Explorando México: un viaje en moto de Puerto Vallarta a Guanajuato

Cuando decidí hacer un viaje en moto con mi pareja, Omar, la única preparación que consideramos crucial fue asegurarnos de dormir bien la noche anterior. Además, cada uno de nosotros empacó una mochila, dejando atrás las rutinas diarias y la claustrofobia de los espacios cerrados. La necesidad de escapar era palpable, hasta que se convirtió en un grito interno que nos decía: ¡Ve!

Despertamos con el amanecer, a las 5:30 a.m. Omar me miró con una sonrisa que decía más que mil palabras, mientras me ofrecía una taza de café. A las 6 a.m., el sonido del motor resonó y comenzamos nuestra travesía, dejando atrás Puerto Vallarta en busca de un tipo de libertad que solo se puede experimentar sobre dos ruedas.

Ruta hacia lo desconocido

Nuestra meta no era llegar a una playa o a un pueblo cercano, sino más bien aventurarnos hacia el interior, donde la paz y el silencio nos esperaban.
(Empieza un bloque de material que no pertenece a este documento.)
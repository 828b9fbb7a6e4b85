use balanced_search_tree::{Tree, TraverseMode, TreeOps};
use clap::Parser;
use rand::SeedableRng;
use rand::seq::SliceRandom;
use std::str::FromStr;
use std::time::Instant;
use thiserror::Error;

#[derive(Clone, Copy, Debug, PartialEq, Eq)]
enum Order {
    Ascending,
    Descending,
    Shuffled,
}

#[derive(Debug, Error)]
#[error("unknown order `{0}` (expected ascending, descending or shuffled)")]
struct ParseOrderError(String);

impl FromStr for Order {
    type Err = ParseOrderError;

    fn from_str(s: &str) -> Result<Self, Self::Err> {
        match s.to_ascii_lowercase().as_str() {
            "ascending" | "asc" => Ok(Order::Ascending),
            "descending" | "desc" => Ok(Order::Descending),
            "shuffled" | "random" => Ok(Order::Shuffled),
            _ => Err(ParseOrderError(s.to_string())),
        }
    }
}

#[derive(Parser)]
#[command(name = "tree-benchmark")]
#[command(about = "A tree performance testing tool")]
struct Args {
    #[arg(long, default_value = "1000000")]
    size: usize,

    /// Order in which keys are inserted and removed
    #[arg(long, default_value = "ascending")]
    order: Order,

    /// Seed for the shuffled order
    #[arg(long, default_value = "42")]
    seed: u64,

    /// Print the tree after inserting, in the given traversal mode
    #[arg(long)]
    dump: Option<TraverseMode>,
}

fn keys(args: &Args) -> Vec<usize> {
    let mut keys: Vec<usize> = (0..args.size).collect();
    match args.order {
        Order::Ascending => {}
        Order::Descending => keys.reverse(),
        Order::Shuffled => {
            let mut rng = rand::rngs::StdRng::seed_from_u64(args.seed);
            keys.shuffle(&mut rng);
        }
    }
    keys
}

fn run(tree: &mut Tree<usize>, keys: &[usize]) -> [Instant; 4] {
    let start = Instant::now();
    for (i, key) in keys.iter().enumerate() {
        assert_eq!(tree.len(), i);
        tree.add(*key);
        assert!(tree.contains(key));
    }
    let inserted = Instant::now();
    for key in keys {
        assert_eq!(tree.search(key), Some(key));
    }
    let checked_contains = Instant::now();
    for key in keys {
        assert!(tree.remove(key));
    }
    let end = Instant::now();
    [start, inserted, checked_contains, end]
}

fn main() {
    let args = Args::parse();
    let keys = keys(&args);

    println!(
        "Running with {:?} order and {} node count",
        args.order, args.size
    );

    if let Some(mode) = args.dump {
        let tree: Tree<usize> = keys.iter().copied().collect();
        print!("{}", tree.dump(mode));
        println!("Height {} for {} nodes", tree.height(), tree.len());
    }

    let mut tree: Tree<usize> = Tree::new();
    let [start, inserted, checked_contains, end] = run(&mut tree, &keys);
    assert!(tree.is_empty());

    println!(
        "Inserts took {} seconds",
        inserted.saturating_duration_since(start).as_secs_f32()
    );
    println!(
        "Checking contains took {} seconds",
        checked_contains
            .saturating_duration_since(inserted)
            .as_secs_f32()
    );
    println!(
        "Removals took {} seconds",
        end.saturating_duration_since(checked_contains)
            .as_secs_f32()
    );
    println!(
        "Total {} seconds",
        end.saturating_duration_since(start).as_secs_f32()
    );
}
Teníamos una regla: evitar las autopistas. Optamos por caminos rurales, llenos de curvas y polvo, permitiendo que la carretera nos guiara.

Después de un largo día de viaje, aterrizamos en Guanajuato alrededor de las 7:30 p.m., con el cuerpo cansado y el estómago rugiendo. Sin embargo, nuestras sonrisas reflejaban la satisfacción de haber cruzado el país, impulsados por pura determinación y el eco del motor de nuestra moto.

El viaje comienza

Tomamos la Carretera 544 al salir de Vallarta, dirigiéndonos hacia el este y adentrándonos en las montañas. Esa mañana, mientras la ciudad aún dormía, nos encontramos rodeados de un paisaje impresionante. La jungla nos envolvía, y el aire fresco que entraba a nuestros pulmones era una mezcla de nueva energía y un sentido de aventura.
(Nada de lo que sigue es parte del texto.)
use crate::balance;
use crate::traverse::{self, Dump, TraverseMode};
use crate::tree::TreeOps;
use log::debug;
use std::cmp::Ordering;
use std::fmt;

/// Height-balanced (AVL) binary search tree.
///
/// Items equal to an existing item are routed to its right on insertion, so
/// the tree behaves as a multiset. Rotations may later move an equal item to
/// the left of its twin; in-order traversal stays non-decreasing and lookups
/// find one of the equal items.
///
/// Both [`TreeOps::add`] and [`TreeOps::remove`] rebalance every node on the
/// path they touched before returning, so every node's subtrees differ in
/// height by at most one between calls.
#[derive(Clone)]
pub struct Tree<T> {
    root: Link<T>,
    len: usize,
    traverse_mode: TraverseMode,
}

#[derive(Clone)]
pub(crate) struct Node<T> {
    pub(crate) item: T,
    pub(crate) height: usize,
    pub(crate) left: Link<T>,
    pub(crate) right: Link<T>,
}

pub(crate) type Link<T> = Option<Box<Node<T>>>;

#[derive(Clone, Copy, Debug, PartialEq, Eq)]
enum Side {
    Left,
    Right,
}

pub struct Iter<'a, T> {
    stack: Vec<&'a Node<T>>,
    remaining: usize,
}

pub struct IntoIter<T> {
    stack: Vec<Box<Node<T>>>,
    remaining: usize,
}

impl<T: Ord> TreeOps<T> for Tree<T> {
    fn add(&mut self, item: T) {
        insert_into(&mut self.root, item);
        self.len += 1;
    }

    fn contains(&self, item: &T) -> bool {
        self.find(item).is_some()
    }

    fn search(&self, item: &T) -> Option<&T> {
        self.find(item).map(|node| &node.item)
    }

    fn remove(&mut self, item: &T) -> bool {
        self.take(item).is_some()
    }

    fn clear(&mut self) {
        debug!("clearing tree with {} items", self.len);
        self.root = None;
        self.len = 0;
    }

    fn len(&self) -> usize {
        Tree::len(self)
    }

    fn is_empty(&self) -> bool {
        Tree::is_empty(self)
    }
}

impl<T> Tree<T> {
    pub fn new() -> Self {
        Tree {
            root: None,
            len: 0,
            traverse_mode: TraverseMode::default(),
        }
    }

    pub fn len(&self) -> usize {
        self.len
    }

    pub fn is_empty(&self) -> bool {
        self.len == 0
    }

    /// Number of nodes on the longest root-to-leaf path; 0 for an empty tree.
    pub fn height(&self) -> usize {
        balance::height(&self.root)
    }

    /// Smallest item.
    pub fn first(&self) -> Option<&T> {
        let mut cur = self.root.as_deref()?;
        while let Some(left) = cur.left.as_deref() {
            cur = left;
        }
        Some(&cur.item)
    }

    /// Largest item.
    pub fn last(&self) -> Option<&T> {
        let mut cur = self.root.as_deref()?;
        while let Some(right) = cur.right.as_deref() {
            cur = right;
        }
        Some(&cur.item)
    }

    /// Items in ascending order.
    pub fn iter(&self) -> Iter<'_, T> {
        let mut iter = Iter {
            stack: Vec::new(),
            remaining: self.len,
        };
        iter.push_left(self.root.as_deref());
        iter
    }

    /// Items in the order `mode` selects.
    pub fn traverse(&self, mode: TraverseMode) -> Vec<&T> {
        let mut items = Vec::with_capacity(self.len);
        traverse::visit(&self.root, 0, mode, &mut |_, item| items.push(item));
        items
    }

    /// Indented rendering of the tree in the order `mode` selects.
    pub fn dump(&self, mode: TraverseMode) -> Dump<'_, T> {
        Dump::new(&self.root, mode)
    }

    /// Mode used by the `Display` impl.
    pub fn traverse_mode(&self) -> TraverseMode {
        self.traverse_mode
    }

    pub fn set_traverse_mode(&mut self, mode: TraverseMode) {
        self.traverse_mode = mode;
    }
}

impl<T: Ord> Tree<T> {
    /// Removes one item equal to `item` and returns the stored item.
    pub fn take(&mut self, item: &T) -> Option<T> {
        let path = self.locate(item)?;
        let taken = unlink(&mut self.root, &path)?;
        self.len -= 1;
        debug!("removed item at depth {}, {} items left", path.len(), self.len);
        Some(taken)
    }

    fn find(&self, item: &T) -> Option<&Node<T>> {
        let mut cur = self.root.as_deref();
        while let Some(node) = cur {
            match item.cmp(&node.item) {
                Ordering::Less => cur = node.left.as_deref(),
                Ordering::Greater => cur = node.right.as_deref(),
                Ordering::Equal => return Some(node),
            }
        }
        None
    }

    /// Sides taken from the root down to the first node equal to `item`.
    /// An empty path means the root matched; the last side names the
    /// parent's slot holding the match.
    fn locate(&self, item: &T) -> Option<Vec<Side>> {
        let mut path = Vec::new();
        let mut cur = self.root.as_deref();
        while let Some(node) = cur {
            let side = match item.cmp(&node.item) {
                Ordering::Less => Side::Left,
                Ordering::Greater => Side::Right,
                Ordering::Equal => return Some(path),
            };
            path.push(side);
            cur = node.child(side).as_deref();
        }
        None
    }
}

impl<T> Node<T> {
    pub(crate) fn leaf(item: T) -> Box<Self> {
        Box::new(Node {
            item,
            height: 1,
            left: None,
            right: None,
        })
    }

    fn child(&self, side: Side) -> &Link<T> {
        match side {
            Side::Left => &self.left,
            Side::Right => &self.right,
        }
    }

    fn child_mut(&mut self, side: Side) -> &mut Link<T> {
        match side {
            Side::Left => &mut self.left,
            Side::Right => &mut self.right,
        }
    }
}

fn insert_into<T: Ord>(slot: &mut Link<T>, item: T) {
    let Some(mut node) = slot.take() else {
        *slot = Some(Node::leaf(item));
        return;
    };

    if item < node.item {
        insert_into(&mut node.left, item);
    } else {
        insert_into(&mut node.right, item);
    }
    *slot = Some(balance::rebalance(node));
}

/// Follows `path` from `slot`, splices out the node at its end and
/// rebalances every node passed on the way back up.
fn unlink<T>(slot: &mut Link<T>, path: &[Side]) -> Option<T> {
    let mut node = slot.take()?;
    let Some((&side, rest)) = path.split_first() else {
        let (replacement, item) = splice_out(node);
        *slot = replacement;
        return Some(item);
    };

    let taken = unlink(node.child_mut(side), rest);
    *slot = Some(balance::rebalance(node));
    taken
}

/// Removes `node` from its subtree, returning what should take its place
/// together with its item.
fn splice_out<T>(node: Box<Node<T>>) -> (Link<T>, T) {
    let Node {
        item, left, right, ..
    } = *node;

    match (left, right) {
        (left, None) => (left, item),
        (None, right) => (right, item),
        (Some(left), Some(right)) => {
            let (rest, mut successor) = detach_leftmost(right);
            successor.left = Some(left);
            successor.right = rest;
            (Some(balance::rebalance(successor)), item)
        }
    }
}

/// Detaches the left-most node below `node`. Its right subtree takes its
/// place in its former parent's left slot.
fn detach_leftmost<T>(mut node: Box<Node<T>>) -> (Link<T>, Box<Node<T>>) {
    match node.left.take() {
        None => {
            let rest = node.right.take();
            (rest, node)
        }
        Some(left) => {
            let (rest, leftmost) = detach_leftmost(left);
            node.left = rest;
            (Some(balance::rebalance(node)), leftmost)
        }
    }
}

impl<T> Default for Tree<T> {
    fn default() -> Self {
        Tree::new()
    }
}

impl<T: Ord> FromIterator<T> for Tree<T> {
    fn from_iter<I: IntoIterator<Item = T>>(iter: I) -> Self {
        let mut tree = Tree::new();
        tree.add_range(iter);
        tree
    }
}

impl<T: Ord> Extend<T> for Tree<T> {
    fn extend<I: IntoIterator<Item = T>>(&mut self, iter: I) {
        self.add_range(iter);
    }
}

impl<T> IntoIterator for Tree<T> {
    type Item = T;
    type IntoIter = IntoIter<T>;

    fn into_iter(mut self) -> IntoIter<T> {
        let mut iter = IntoIter {
            stack: Vec::new(),
            remaining: self.len,
        };
        iter.push_left(self.root.take());
        iter
    }
}

impl<'a, T> IntoIterator for &'a Tree<T> {
    type Item = &'a T;
    type IntoIter = Iter<'a, T>;

    fn into_iter(self) -> Iter<'a, T> {
        self.iter()
    }
}

impl<'a, T> Iter<'a, T> {
    fn push_left(&mut self, mut link: Option<&'a Node<T>>) {
        while let Some(node) = link {
            self.stack.push(node);
            link = node.left.as_deref();
        }
    }
}

impl<'a, T> Iterator for Iter<'a, T> {
    type Item = &'a T;

    fn next(&mut self) -> Option<Self::Item> {
        let node = self.stack.pop()?;
        self.push_left(node.right.as_deref());
        self.remaining -= 1;
        Some(&node.item)
    }

    fn size_hint(&self) -> (usize, Option<usize>) {
        (self.remaining, Some(self.remaining))
    }
}

impl<T> ExactSizeIterator for Iter<'_, T> {}

impl<T> IntoIter<T> {
    fn push_left(&mut self, mut link: Link<T>) {
        while let Some(mut node) = link {
            link = node.left.take();
            self.stack.push(node);
        }
    }
}

impl<T> Iterator for IntoIter<T> {
    type Item = T;

    fn next(&mut self) -> Option<Self::Item> {
        let node = self.stack.pop()?;
        let Node { item, right, .. } = *node;
        self.push_left(right);
        self.remaining -= 1;
        Some(item)
    }

    fn size_hint(&self) -> (usize, Option<usize>) {
        (self.remaining, Some(self.remaining))
    }
}

impl<T> ExactSizeIterator for IntoIter<T> {}

impl<T: fmt::Display> fmt::Display for Tree<T> {
    fn fmt(&self, f: &mut fmt::Formatter<'_>) -> fmt::Result {
        fmt::Display::fmt(&self.dump(self.traverse_mode), f)
    }
}

impl<T: fmt::Debug> fmt::Debug for Tree<T> {
    fn fmt(&self, fmt: &mut fmt::Formatter<'_>) -> fmt::Result {
        fmt.debug_struct("Tree")
            .field("len", &self.len)
            .field("root", &self.root)
            .finish()
    }
}

impl<T: fmt::Debug> fmt::Debug for Node<T> {
    fn fmt(&self, fmt: &mut fmt::Formatter<'_>) -> fmt::Result {
        fmt.debug_struct("Node")
            .field("item", &self.item)
            .field("height", &self.height)
            .field("left", &self.left)
            .field("right", &self.right)
            .finish()
    }
}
A medida que ascendíamos, pasamos por Las Palmas, donde la civilización se desvanecía y el camino se tornaba más estrecho y tranquilo. Al llegar a San Sebastián del Oeste, un antiguo pueblo minero, no paramos, pero lo saludamos con un gesto de respeto, recordando que estos lugares mantienen vivas sus historias.

Momentos que marcan

Más allá de Mascota, el paisaje cambió drásticamente. Los pinos sustituyeron a las palmeras, y el aire se volvió más fresco. Detuvimos la moto en un mirador sin nombre, un espacio abierto entre los árboles donde la niebla matutina cubría el valle. En ese instante de silencio, el mundo parecía detenerse, y el sonido del motor enfriándose fue nuestra única compañía. Esos son los momentos que buscamos al montar: experiencias que no requieren ser compartidas en redes sociales, sino que se quedan grabadas en el corazón.

Desvíos inesperados

Luego de dejar Talpa de Allende, tomamos un giro inesperado. No fue un error deliberado, pero así es como suelen ser los mejores momentos de un viaje: inesperados y llenos de sorpresas. Nos encontramos en un camino lleno de baches, rumbo a Mixtlán, donde la mezcla de tierra y barro desafiaba nuestra habilidad sobre la moto. Pasamos por charcos profundos que casi nos hacen perder el equilibrio, pero cada obstáculo nos enseñó a valorar las lecciones que la carretera ofrece.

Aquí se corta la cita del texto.